Assigning 0 to self->start frees the memory assoiated with it.

The quantize function is what produces the histogram.

The mib provider

The mib provider, while not defined in terms of the
DTRACE_PROBE macros, is also a static probe.

What makes this one interesting is that this minor change to two macros
has an enormous effect on the observability of the network stack.

In order to show this properly, the full definition of
BUMP_MIB and UPDATE_MIB from inet/mib2.h are
shown.

#define BUMP_MIB(s, x)          {                               \
extern void __dtrace_probe___mib_##x(int, void *);      \
void *stataddr = &((s)->x);                             \
__dtrace_probe___mib_##x(1, stataddr);                  \
(s)->x++;                                               \
}
#define UPDATE_MIB(s, x, y)     {                               \
extern void __dtrace_probe___mib_##x(int, void *);      \
void *stataddr = &((s)->x);                             \
__dtrace_probe___mib_##x(y, stataddr);                  \
(s)->x += (y);                                          \
}

The lines could have been written

#define BUMP_MIB(s, x)          {                               \
DTRACE_PROBE2(__mib_##x, int, 1, void *, &((s)->x))     \
(s)->x++;                                               \
}
#define UPDATE_MIB(s, x, y)     {                               \
DTRACE_PROBE2(__mib_##x, int, y, void *, &((s)->x))     \
(s)->x += (y);                                          \
}

These two macros would previously have been defined simply without
the reference to DTRACE_PROBE2. They are used exclusively to
increment the network kstats. As a result, we end up with a probe point
for every kstat update within the network code. On the machine that I
am writing this on, that means 436 probes!

The variables passed in to these macros are

  • s – The address of the kstat structure
  • x – The name of the kstat variable to be increased
  • y – The amount by which the kstat will be increased

This produces a probe with

  • arg0 – The amount by which the kstat will be increased
  • arg1 – The value of the kstat before it is increased

Let’s look at an example of tracing a mib probe.

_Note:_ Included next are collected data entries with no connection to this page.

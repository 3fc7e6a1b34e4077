//! Logging setup
//!
//! Events are written to stderr and optionally to a daily rotated file.
//! Stdout is reserved for the completion protocol and never logged to.

use std::path::PathBuf;
use tracing::{level_filters::LevelFilter, Level};
use tracing_subscriber::{fmt, layer::SubscriberExt, EnvFilter, Layer};

/// Environment variable naming a log file
pub const LOG_FILE_ENV: &str = "HASS_SKILL_LOG_FILE";

/// Environment variable switching stderr logging off with `false`
pub const LOG_STDERR_ENV: &str = "HASS_SKILL_LOG_STDERR";

/// Logging configuration
#[derive(Debug, Clone, PartialEq)]
pub struct LogConfig {
    /// Log level used when `RUST_LOG` gives no directive
    pub level: Level,

    /// Log to file
    pub file_path: Option<PathBuf>,

    /// Log to stderr
    pub stderr: bool,
}

impl Default for LogConfig {
    fn default() -> Self {
        Self {
            level: Level::INFO,
            file_path: None,
            stderr: true,
        }
    }
}

impl LogConfig {
    /// Create config from environment
    pub fn from_env() -> Self {
        let mut config = Self::default();

        if let Ok(log_file) = std::env::var(LOG_FILE_ENV) {
            if !log_file.trim().is_empty() {
                config.file_path = Some(PathBuf::from(log_file));
            }
        }

        if let Ok(log_stderr) = std::env::var(LOG_STDERR_ENV) {
            config.stderr = !log_stderr.eq_ignore_ascii_case("false");
        }

        config
    }
}

/// Initialize the global subscriber
pub fn init_logging(config: LogConfig) -> Result<(), Box<dyn std::error::Error + Send + Sync>> {
    let env_filter = EnvFilter::builder()
        .with_default_directive(LevelFilter::from_level(config.level).into())
        .from_env_lossy();

    let stderr_layer = config.stderr.then(|| {
        fmt::layer()
            .with_writer(std::io::stderr)
            .with_target(true)
            .with_ansi(true)
            .boxed()
    });

    let file_layer = match config.file_path {
        Some(file_path) => {
            if let Some(parent) = file_path.parent() {
                if !parent.as_os_str().is_empty() {
                    std::fs::create_dir_all(parent)?;
                }
            }

            let file_appender = tracing_appender::rolling::daily(
                file_path
                    .parent()
                    .filter(|parent| !parent.as_os_str().is_empty())
                    .unwrap_or_else(|| std::path::Path::new(".")),
                file_path
                    .file_name()
                    .unwrap_or_else(|| std::ffi::OsStr::new("hass-lights-skill.log")),
            );

            Some(
                fmt::layer()
                    .with_writer(file_appender)
                    .with_ansi(false)
                    .boxed(),
            )
        }
        None => None,
    };

    let subscriber = tracing_subscriber::registry()
        .with(env_filter)
        .with(stderr_layer)
        .with(file_layer);

    tracing::subscriber::set_global_default(subscriber)?;
    Ok(())
}

#[cfg(test)]
mod tests {
    use super::*;
    use serial_test::serial;

    #[test]
    #[serial]
    fn test_log_config_defaults_without_env() {
        temp_env::with_vars_unset([LOG_FILE_ENV, LOG_STDERR_ENV], || {
            assert_eq!(LogConfig::from_env(), LogConfig::default());
        });
    }

    #[test]
    #[serial]
    fn test_log_config_from_env() {
        temp_env::with_vars(
            [
                (LOG_FILE_ENV, Some("/var/log/skill/lights.log")),
                (LOG_STDERR_ENV, Some("FALSE")),
            ],
            || {
                let config = LogConfig::from_env();
                assert_eq!(
                    config.file_path,
                    Some(PathBuf::from("/var/log/skill/lights.log"))
                );
                assert!(!config.stderr);
            },
        );
    }
}
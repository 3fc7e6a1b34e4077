//! Newline-delimited JSON transport
//!
//! Each input line is one [`IntentRequest`]; each handled request produces
//! exactly one [`Completion`] line on the output. Logs go to stderr, so
//! stdout carries nothing but completions.

use crate::client::HubClient;
use crate::error::Result;
use crate::server::dispatcher::IntentDispatcher;
use crate::server::models::IntentRequest;
use tokio::io::{AsyncBufRead, AsyncBufReadExt, AsyncWrite, AsyncWriteExt, BufReader};
use tracing::{info, warn};

/// Serve requests from `reader` until end of input.
///
/// Malformed lines are logged and skipped. Returns the number of requests
/// answered.
pub async fn serve<C, R, W>(
    dispatcher: &IntentDispatcher<'_, C>,
    reader: R,
    mut writer: W,
) -> Result<usize>
where
    C: HubClient,
    R: AsyncBufRead + Unpin,
    W: AsyncWrite + Unpin,
{
    let mut lines = reader.lines();
    let mut handled = 0;

    while let Some(line) = lines.next_line().await? {
        let line = line.trim();
        if line.is_empty() {
            continue;
        }

        let request: IntentRequest = match serde_json::from_str(line) {
            Ok(request) => request,
            Err(e) => {
                warn!("Skipping malformed request: {e}");
                continue;
            }
        };

        let completion = dispatcher.handle(&request).await;

        let mut encoded = serde_json::to_vec(&completion)?;
        encoded.push(b'\n');
        writer.write_all(&encoded).await?;
        writer.flush().await?;
        handled += 1;
    }

    info!("Input closed after {handled} requests");
    Ok(handled)
}

/// Serve requests from stdin, answering on stdout
pub async fn serve_stdio<C: HubClient>(dispatcher: &IntentDispatcher<'_, C>) -> Result<usize> {
    serve(
        dispatcher,
        BufReader::new(tokio::io::stdin()),
        tokio::io::stdout(),
    )
    .await
}
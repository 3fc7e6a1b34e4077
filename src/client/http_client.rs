//! HTTP client for the Home Assistant REST API
//!
//! Every request is a JSON `POST` carrying the long-lived access token as
//! bearer credential. No retries: one call, one answer.

use crate::client::{HubClient, HubResponse};
use crate::config::SkillConfig;
use crate::error::{Result, SkillError};
use crate::intents::ServiceCall;
use async_trait::async_trait;
use reqwest::header::{HeaderMap, HeaderValue, AUTHORIZATION, CONTENT_TYPE};
use reqwest::{Client, ClientBuilder};
use tracing::{debug, warn};

/// HTTP client for a Home Assistant instance
pub struct HassHttpClient {
    client: Client,
    config: SkillConfig,
}

impl HassHttpClient {
    /// Create a new HTTP client
    pub fn new(config: &SkillConfig) -> Result<Self> {
        let mut client_builder = ClientBuilder::new()
            .user_agent(format!("hass-lights-skill/{}", env!("CARGO_PKG_VERSION")))
            .default_headers(Self::default_headers(config)?);

        if let Some(timeout) = config.timeout {
            client_builder = client_builder.timeout(timeout);
        }

        let client = client_builder
            .build()
            .map_err(|e| SkillError::connection(format!("Failed to build HTTP client: {e}")))?;

        Ok(Self {
            client,
            config: config.clone(),
        })
    }

    fn default_headers(config: &SkillConfig) -> Result<HeaderMap> {
        let mut headers = HeaderMap::new();

        let mut auth_value = HeaderValue::from_str(&format!("Bearer {}", config.hass_token()))
            .map_err(|e| SkillError::config(format!("Invalid hass_token: {e}")))?;
        auth_value.set_sensitive(true);

        headers.insert(AUTHORIZATION, auth_value);
        headers.insert(CONTENT_TYPE, HeaderValue::from_static("application/json"));
        Ok(headers)
    }
}

#[async_trait]
impl HubClient for HassHttpClient {
    async fn call_service(&self, call: &ServiceCall) -> Result<HubResponse> {
        let url = self.config.service_url(call.endpoint)?;

        let response = self
            .client
            .post(url)
            .json(&call.payload)
            .send()
            .await
            .map_err(|e| {
                if e.is_connect() {
                    SkillError::connection(format!("Hub not reachable: {e}"))
                } else {
                    SkillError::Http(e)
                }
            })?;

        let status = response.status();
        if status.is_success() {
            debug!("Service {} answered {status}", call.endpoint);
        } else {
            let body = response.text().await.unwrap_or_default();
            warn!("Service {} answered {status}: {body}", call.endpoint);
        }

        Ok(HubResponse::new(status.as_u16()))
    }
}

#[cfg(test)]
mod tests {
    use super::*;

    #[test]
    fn test_rejects_token_with_newline() {
        let config = SkillConfig::new("http://hub".parse().unwrap(), "abc\ndef");
        let err = HassHttpClient::new(&config).err().expect("should fail");
        assert!(err.is_config_error());
    }

    #[test]
    fn test_default_headers() {
        let config = SkillConfig::new("http://hub".parse().unwrap(), "abc");
        let headers = HassHttpClient::default_headers(&config).unwrap();

        assert_eq!(headers[AUTHORIZATION], "Bearer abc");
        assert!(headers[AUTHORIZATION].is_sensitive());
        assert_eq!(headers[CONTENT_TYPE], "application/json");
    }
}
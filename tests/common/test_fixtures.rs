//! Test fixtures for consistent test setup

use hass_lights_skill::SkillConfig;
use rstest::*;

use super::hub_mock::TEST_TOKEN;

/// Skill configuration pointing to a mock hub
#[fixture]
pub fn test_skill_config(
    #[default("http://localhost:8123")] hub_url: &str,
    #[default(false)] enable_confirmation: bool,
) -> SkillConfig {
    let mut config = SkillConfig::new(hub_url.parse().expect("Valid URL"), TEST_TOKEN);
    config.enable_confirmation = enable_confirmation;
    config.confirmation_success = "Erledigt".to_string();
    config.confirmation_failure = "Hat nicht geklappt".to_string();
    config
}
//! WireMock-based Home Assistant API mocking
//!
//! Simulates the hub's service endpoints so dispatcher behavior can be
//! checked on the wire: paths, headers, bodies and call counts.

use serde_json::Value;
use wiremock::{
    matchers::{body_json, header, method, path},
    Mock, MockServer, ResponseTemplate,
};

/// Token the mock hub expects in the `Authorization` header
pub const TEST_TOKEN: &str = "test-long-lived-token";

/// Mock Home Assistant instance
pub struct MockHub {
    pub server: MockServer,
}

impl MockHub {
    pub async fn start() -> Self {
        Self {
            server: MockServer::start().await,
        }
    }

    pub fn url(&self) -> String {
        self.server.uri()
    }

    /// Expect exactly `times` authorized POSTs of `body` to `service_path`
    pub async fn expect_service(&self, service_path: &str, body: Value, status: u16, times: u64) {
        Mock::given(method("POST"))
            .and(path(service_path))
            .and(header("authorization", format!("Bearer {TEST_TOKEN}").as_str()))
            .and(header("content-type", "application/json"))
            .and(body_json(body))
            .respond_with(ResponseTemplate::new(status).set_body_json(serde_json::json!([])))
            .expect(times)
            .mount(&self.server)
            .await;
    }

    /// Requests received so far, in order
    pub async fn received_paths(&self) -> Vec<String> {
        self.server
            .received_requests()
            .await
            .unwrap_or_default()
            .into_iter()
            .map(|request| request.url.path().to_string())
            .collect()
    }
}
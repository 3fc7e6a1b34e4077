//! Home Assistant lights skill - main entry point

use anyhow::Context;
use clap::{Parser, Subcommand};
use hass_lights_skill::{
    client::create_client,
    config::DEFAULT_CONFIG_PATH,
    intents::registered_intents,
    logging::{init_logging, LogConfig},
    server::stdio::serve_stdio,
    IntentDispatcher, IntentRequest, SkillConfig,
};
use std::path::PathBuf;
use tracing::info;

/// Command line arguments
#[derive(Parser)]
#[command(name = "hass-lights-skill")]
#[command(about = "Voice assistant skill controlling Home Assistant lights")]
#[command(version)]
struct Cli {
    /// Path to the INI configuration file
    #[arg(short, long, env = "HASS_SKILL_CONFIG", default_value = DEFAULT_CONFIG_PATH)]
    config: PathBuf,

    #[command(subcommand)]
    command: Commands,
}

#[derive(Subcommand)]
enum Commands {
    /// Answer newline-delimited JSON intents from stdin on stdout
    Serve,
    /// Handle a single intent and print the completion
    Handle {
        /// Namespaced intent name, e.g. s710:turnOnLight
        #[arg(short, long)]
        intent: String,
        /// Site of the originating voice device
        #[arg(short, long)]
        site: String,
        #[arg(long, default_value = "cli")]
        session: String,
        /// Slot value as name=value, may be repeated
        #[arg(long = "slot", value_parser = parse_slot)]
        slots: Vec<(String, String)>,
    },
    /// Print the intent names to register with the NLU pipeline
    Intents,
}

fn parse_slot(raw: &str) -> Result<(String, String), String> {
    raw.split_once('=')
        .filter(|(name, _)| !name.is_empty())
        .map(|(name, value)| (name.to_string(), value.to_string()))
        .ok_or_else(|| format!("expected name=value, got '{raw}'"))
}

#[tokio::main]
async fn main() -> anyhow::Result<()> {
    let cli = Cli::parse();

    if let Err(e) = init_logging(LogConfig::from_env()) {
        eprintln!("Failed to initialize logging: {e}");
        std::process::exit(1);
    }

    if let Commands::Intents = cli.command {
        for intent in registered_intents() {
            println!("{intent}");
        }
        return Ok(());
    }

    let config = SkillConfig::load(&cli.config)
        .with_context(|| format!("Failed to load configuration from {}", cli.config.display()))?;
    info!("Using Home Assistant at {}", config.hass_host);

    let client = create_client(&config)?;
    let dispatcher = IntentDispatcher::new(&config, client);

    match cli.command {
        Commands::Serve => {
            info!("Serving {} intents on stdio", dispatcher.intent_list().len());
            serve_stdio(&dispatcher).await?;
        }
        Commands::Handle {
            intent,
            site,
            session,
            slots,
        } => {
            let mut request = IntentRequest::new(session, site, intent);
            request.slots.extend(slots);

            let completion = dispatcher.handle(&request).await;
            println!("{}", serde_json::to_string_pretty(&completion)?);
        }
        Commands::Intents => {}
    }

    Ok(())
}
#![allow(dead_code)]

use dax_core::db::{open_db, open_db_in_memory, PoolConfig};
use dax_core::{DaxRecord, DaxRepository, MemoryDaxRepository, SqliteDaxRepository};
use tempfile::TempDir;

pub const TICKERS: [&str; 4] = ["ADS", "BMW", "SAP", "SIE"];
pub const METRICS: [&str; 3] = ["EBITDA", "Net Income", "Revenue"];

pub fn record(company: &str, ticker: &str, metric: &str, year: i32, value: f64) -> DaxRecord {
    DaxRecord::new(company, ticker, "income", metric, year, Some(value), "EUR")
}

pub fn memory_store() -> (MemoryDaxRepository, ()) {
    (MemoryDaxRepository::new(), ())
}

pub fn sqlite_memory_store() -> (SqliteDaxRepository, ()) {
    (SqliteDaxRepository::new(open_db_in_memory().unwrap()), ())
}

pub fn sqlite_file_store() -> (SqliteDaxRepository, TempDir) {
    let dir = tempfile::tempdir().unwrap();
    let config = PoolConfig {
        max_open: 4,
        max_idle: 1,
        ..PoolConfig::default()
    };
    let pool = open_db(dir.path().join("dax.sqlite3"), &config).unwrap();
    (SqliteDaxRepository::new(pool), dir)
}

/// Builds `count` records with distinct business keys spread over
/// tickers, metrics and years.
pub fn grid(count: usize) -> Vec<DaxRecord> {
    (0..count)
        .map(|index| {
            let ticker = TICKERS[index % TICKERS.len()];
            let metric = METRICS[(index / TICKERS.len()) % METRICS.len()];
            let year = 2020 + (index / (TICKERS.len() * METRICS.len())) as i32;
            record(
                &format!("{ticker} Company"),
                ticker,
                metric,
                year,
                index as f64 * 1000.0,
            )
        })
        .collect()
}

pub fn seed<R: DaxRepository>(repo: &R, count: usize) -> Vec<DaxRecord> {
    let records = grid(count);
    repo.bulk_upsert(&records).unwrap();
    records
}
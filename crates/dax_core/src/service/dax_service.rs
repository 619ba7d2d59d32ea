//! DAX import and query service.
//!
//! # Responsibility
//! - Parse, validate and normalize CSV uploads into one bulk upsert.
//! - Normalize pagination input and shape repository results into envelopes.
//!
//! # Invariants
//! - Validation errors are raised before any repository call.
//! - One import maps to exactly one `bulk_upsert` call; the first bad row
//!   aborts the whole import.
//! - Effective page is `>= 1`; effective limit is in `1..=100`, otherwise 10.
//! - Repository failures are propagated, never retried.
//!
//! # See also
//! - docs/architecture/dax-data-layer.md

use crate::model::envelope::{
    DaxFilter, ImportResponse, MetricsResponse, PageRequest, PaginatedResponse, PaginationMeta,
    RecordPage,
};
use crate::model::record::DaxRecord;
use crate::repo::{DaxRepository, RepoError};
use csv::{ReaderBuilder, StringRecord, Trim};
use log::{debug, info, warn};
use std::error::Error;
use std::fmt::{Display, Formatter};
use std::io::Read;
use std::time::Instant;

/// Limit applied when the caller's limit is out of range.
pub const DEFAULT_PAGE_LIMIT: u32 = 10;
/// Largest accepted page size.
pub const MAX_PAGE_LIMIT: u32 = 100;
/// Header columns every import must carry, matched case-insensitively.
pub const REQUIRED_COLUMNS: [&str; 7] = [
    "company",
    "ticker",
    "report_type",
    "metric",
    "year",
    "value",
    "currency",
];

/// Service error for DAX use-cases.
#[derive(Debug)]
pub enum DaxServiceError {
    /// The CSV stream is empty.
    MissingHeader,
    /// The header row could not be read.
    ReadHeader(csv::Error),
    /// Required header columns are absent, in `REQUIRED_COLUMNS` order.
    MissingFields(Vec<String>),
    /// A data row could not be read from the stream.
    ReadRow { row: usize, source: csv::Error },
    /// A data row has too few columns.
    MalformedRow { row: usize, message: String },
    InvalidYear { row: usize, value: String },
    InvalidValue { row: usize, value: String },
    /// A valid header was followed by no data rows.
    NoRecords,
    TickerRequired,
    /// Parsed rows could not be persisted.
    Import(RepoError),
    /// Read-path persistence failure.
    Repo(RepoError),
}
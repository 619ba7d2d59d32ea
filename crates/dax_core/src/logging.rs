//! Logging bootstrap and safety policy for the DAX data layer.
//!
//! # Responsibility
//! - Initialize file-based rolling logs exactly once per process.
//! - Emit stable `event=... module=... status=...` lines; record values and
//!   CSV payloads are never logged.
//!
//! # Invariants
//! - Logging init is idempotent for the same level and directory.
//! - Re-initialization with a different level or directory is rejected.
//! - Logging initialization must not panic.
//!
//! # See also
//! - docs/architecture/logging.md

use flexi_logger::{Cleanup, Criterion, FileSpec, Logger, LoggerHandle, Naming, WriteMode};
use log::{error, info};
use once_cell::sync::OnceCell;
use std::path::{Path, PathBuf};

const LOG_FILE_BASENAME: &str = "dax";
const MAX_LOG_FILE_SIZE_BYTES: u64 = 10 * 1024 * 1024;
const MAX_LOG_FILES: usize = 5;
const MAX_PANIC_PAYLOAD_CHARS: usize = 160;

static LOGGING_STATE: OnceCell<LoggingState> = OnceCell::new();
static PANIC_HOOK_INSTALLED: OnceCell<()> = OnceCell::new();

struct LoggingState {
    level: &'static str,
    log_dir: PathBuf,
    _logger: LoggerHandle,
}

impl LoggingState {
    fn ensure_matches(&self, level: &'static str, log_dir: &Path) -> Result<(), String> {
        if self.log_dir != log_dir {
            return Err(format!(
                "logging already initialized at `{}`; refusing to switch to `{}`",
                self.log_dir.display(),
                log_dir.display()
            ));
        }
        if self.level != level {
            return Err(format!(
                "logging already initialized with level `{}`; refusing to switch to `{}`",
                self.level, level
            ));
        }
        Ok(())
    }
}

/// Initializes rolling file logs under `log_dir`.
///
/// # Errors
/// - `level` is not one of `trace|debug|info|warn|error`.
/// - `log_dir` is empty, relative, or cannot be created.
/// - Logging is already active with a different level or directory.
pub fn init_logging(level: &str, log_dir: &str) -> Result<(), String> {
    let level = normalize_level(level)?;
    let log_dir = normalize_log_dir(log_dir)?;

    let state = LOGGING_STATE.get_or_try_init(|| start_file_logger(level, &log_dir))?;
    state.ensure_matches(level, &log_dir)
}

/// Returns `(level, log_dir)` when file logging is active.
pub fn logging_status() -> Option<(&'static str, PathBuf)> {
    LOGGING_STATE
        .get()
        .map(|state| (state.level, state.log_dir.clone()))
}

/// `debug` for debug builds, `info` for release builds.
pub fn default_log_level() -> &'static str {
    if cfg!(debug_assertions) {
        "debug"
    } else {
        "info"
    }
}

/// Parses a log level name, accepting `warning` as `warn`.
pub fn normalize_level(level: &str) -> Result<&'static str, String> {
    match level.trim().to_ascii_lowercase().as_str() {
        "trace" => Ok("trace"),
        "debug" => Ok("debug"),
        "info" => Ok("info"),
        "warn" | "warning" => Ok("warn"),
        "error" => Ok("error"),
        other => Err(format!(
            "unsupported log level `{other}`; expected trace|debug|info|warn|error"
        )),
    }
}

fn start_file_logger(level: &'static str, log_dir: &Path) -> Result<LoggingState, String> {
    std::fs::create_dir_all(log_dir).map_err(|err| {
        format!(
            "failed to create log directory `{}`: {err}",
            log_dir.display()
        )
    })?;

    let logger = Logger::try_with_str(level)
        .map_err(|err| format!("invalid log level `{level}`: {err}"))?
        .log_to_file(
            FileSpec::default()
                .directory(log_dir)
                .basename(LOG_FILE_BASENAME),
        )
        .rotate(
            Criterion::Size(MAX_LOG_FILE_SIZE_BYTES),
            Naming::Numbers,
            Cleanup::KeepLogFiles(MAX_LOG_FILES),
        )
        .write_mode(WriteMode::BufferAndFlush)
        .append()
        // [YYYY-MM-DD HH:MM:SS.ffffff TZ] LEVEL [module] file:line: message
        .format_for_files(flexi_logger::detailed_format)
        .start()
        .map_err(|err| format!("failed to start logger: {err}"))?;

    install_panic_hook_once();

    info!(
        "event=app_start module=dax status=ok platform={} build_mode={} version={}",
        std::env::consts::OS,
        if cfg!(debug_assertions) { "debug" } else { "release" },
        env!("CARGO_PKG_VERSION")
    );
    info!(
        "event=logging_init module=dax status=ok level={} log_dir={}",
        level,
        log_dir.display()
    );

    Ok(LoggingState {
        level,
        log_dir: log_dir.to_path_buf(),
        _logger: logger,
    })
}

fn normalize_log_dir(log_dir: &str) -> Result<PathBuf, String> {
    let trimmed = log_dir.trim();
    if trimmed.is_empty() {
        return Err("log_dir cannot be empty".to_string());
    }
    let path = Path::new(trimmed);
    if !path.is_absolute() {
        return Err(format!("log_dir must be an absolute path, got `{trimmed}`"));
    }
    Ok(path.to_path_buf())
}

fn install_panic_hook_once() {
    PANIC_HOOK_INSTALLED.get_or_init(|| {
        let previous_hook = std::panic::take_hook();
        std::panic::set_hook(Box::new(move |panic_info| {
            // Payload may echo imported CSV text: single line, capped length.
            let location = panic_info
                .location()
                .map(|loc| format!("{}:{}", loc.file(), loc.line()))
                .unwrap_or_else(|| "unknown".to_string());
            let payload = if let Some(message) = panic_info.payload().downcast_ref::<&str>() {
                (*message).to_string()
            } else if let Some(message) = panic_info.payload().downcast_ref::<String>() {
                message.clone()
            } else {
                "non-string panic payload".to_string()
            };
            error!(
                "event=panic_captured module=dax status=error location={} payload={}",
                location,
                sanitize_message(&payload, MAX_PANIC_PAYLOAD_CHARS)
            );
            previous_hook(panic_info);
        }));
    });
}

fn sanitize_message(value: &str, max_chars: usize) -> String {
    let normalized = value.replace(['\n', '\r'], " ");
    let mut truncated = normalized.chars().take(max_chars).collect::<String>();
    if normalized.chars().count() > max_chars {
        truncated.push_str("...");
    }
    truncated
}

#[cfg(test)]
mod tests {
    use super::*;

    #[test]
    fn normalize_level_accepts_known_values() {
        assert_eq!(normalize_level("INFO").unwrap(), "info");
        assert_eq!(normalize_level(" warning ").unwrap(), "warn");
        assert!(normalize_level("verbose").is_err());
    }

    #[test]
    fn normalize_log_dir_rejects_relative_path() {
        let error = normalize_log_dir("logs/dev").unwrap_err();
        assert!(error.contains("absolute"));
        assert!(normalize_log_dir("   ").is_err());
    }

    #[test]
    fn sanitize_message_removes_newlines_and_truncates() {
        let sanitized = sanitize_message("SAP SE,SAP\nincome\rEBITDA", 8);
        assert!(!sanitized.contains('\n'));
        assert!(!sanitized.contains('\r'));
        assert!(sanitized.ends_with("..."));
    }

    #[test]
    fn init_logging_is_idempotent_for_same_config_and_rejects_conflicts() {
        let log_dir = tempfile::tempdir().unwrap();
        let other_dir = tempfile::tempdir().unwrap();
        let log_dir_str = log_dir.path().to_str().unwrap();
        let other_dir_str = other_dir.path().to_str().unwrap();

        init_logging("info", log_dir_str).unwrap();
        init_logging("INFO", log_dir_str).unwrap();

        let level_error = init_logging("debug", log_dir_str).unwrap_err();
        assert!(level_error.contains("refusing to switch"));

        let dir_error = init_logging("info", other_dir_str).unwrap_err();
        assert!(dir_error.contains("refusing to switch"));

        let (active_level, active_dir) = logging_status().unwrap();
        assert_eq!(active_level, "info");
        assert_eq!(active_dir, log_dir.path());
    }
}
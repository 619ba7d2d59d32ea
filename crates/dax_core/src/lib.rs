//! DAX financial metrics data layer.
//! CSV ingestion, business-key upserts and paginated queries over either a
//! durable SQLite store or a transient in-process store.

pub mod config;
pub mod db;
pub mod logging;
pub mod model;
pub mod repo;
pub mod service;

pub use config::{open_repository, ConfigError, DaxConfig, StoreKind};
pub use logging::{default_log_level, init_logging, logging_status};
pub use model::envelope::{
    DaxFilter, ImportResponse, MetricsResponse, PageRequest, PaginatedResponse, PaginationMeta,
    RecordPage,
};
pub use model::record::{DaxKey, DaxRecord, DaxRecordId, DEFAULT_CURRENCY};
pub use repo::memory_repo::MemoryDaxRepository;
pub use repo::sqlite_repo::SqliteDaxRepository;
pub use repo::{DaxRepository, RepoError, RepoResult};
pub use service::dax_service::{
    DaxService, DaxServiceError, ServiceResult, DEFAULT_PAGE_LIMIT, MAX_PAGE_LIMIT,
    REQUIRED_COLUMNS,
};

/// Returns the crate version.
pub fn core_version() -> &'static str {
    env!("CARGO_PKG_VERSION")
}

#[cfg(test)]
mod tests {
    use super::core_version;

    #[test]
    fn version_is_not_empty() {
        assert!(!core_version().is_empty());
    }
}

OK, this is a pretty contrived example. What it does is to dump the
kernel stack when we first increase the value of the rawipOutDatagrams
kstat and inform us of it’s current value and what it will be
incremented by. I fired this probe by pinging localhost.

User Space

We use a slightly different macro in user space

#define DTRACE_PROBE1(provider, name, arg1) {                          \
extern void __dtrace_##provider##___##name(unsigned long);     \
__dtrace_##provider##___##name((unsigned long)arg1);           \
}

The arguments are

  • provider – name of the provider (duh!)
  • name – name of the probe
  • arg1, … – the actual value the probe will report

Note that we don’t define the type. This is done differently in user
space and we’ll get to that shortly.

Let’s take a simple little program (helloworld.c)

#include <stdio.h>
#include <unistd.h>
int
main(int ac, char **av) {
int i;
for (i = 0 ; i < 5; i++) {
printf("Hello World\n");
sleep(2);
}
}

and compile and run it.

Which is pretty much as you would expect.

Let’s try adding a probe to this. Say we wanted to be able to monitor
the loop variable.

#include <stdio.h>
#include <unistd.h>
#include <sys/sdt.h>
int
main(int ac, char **av) {
int i;
for (i = 0 ; i < 10; i++) {
DTRACE_PROBE1(world, loop, i);
printf("Hello World\n");
sleep(2);
}
}

The additions to the code are those in green.
Basically We need to include <sys/sdt.h> and add the probe.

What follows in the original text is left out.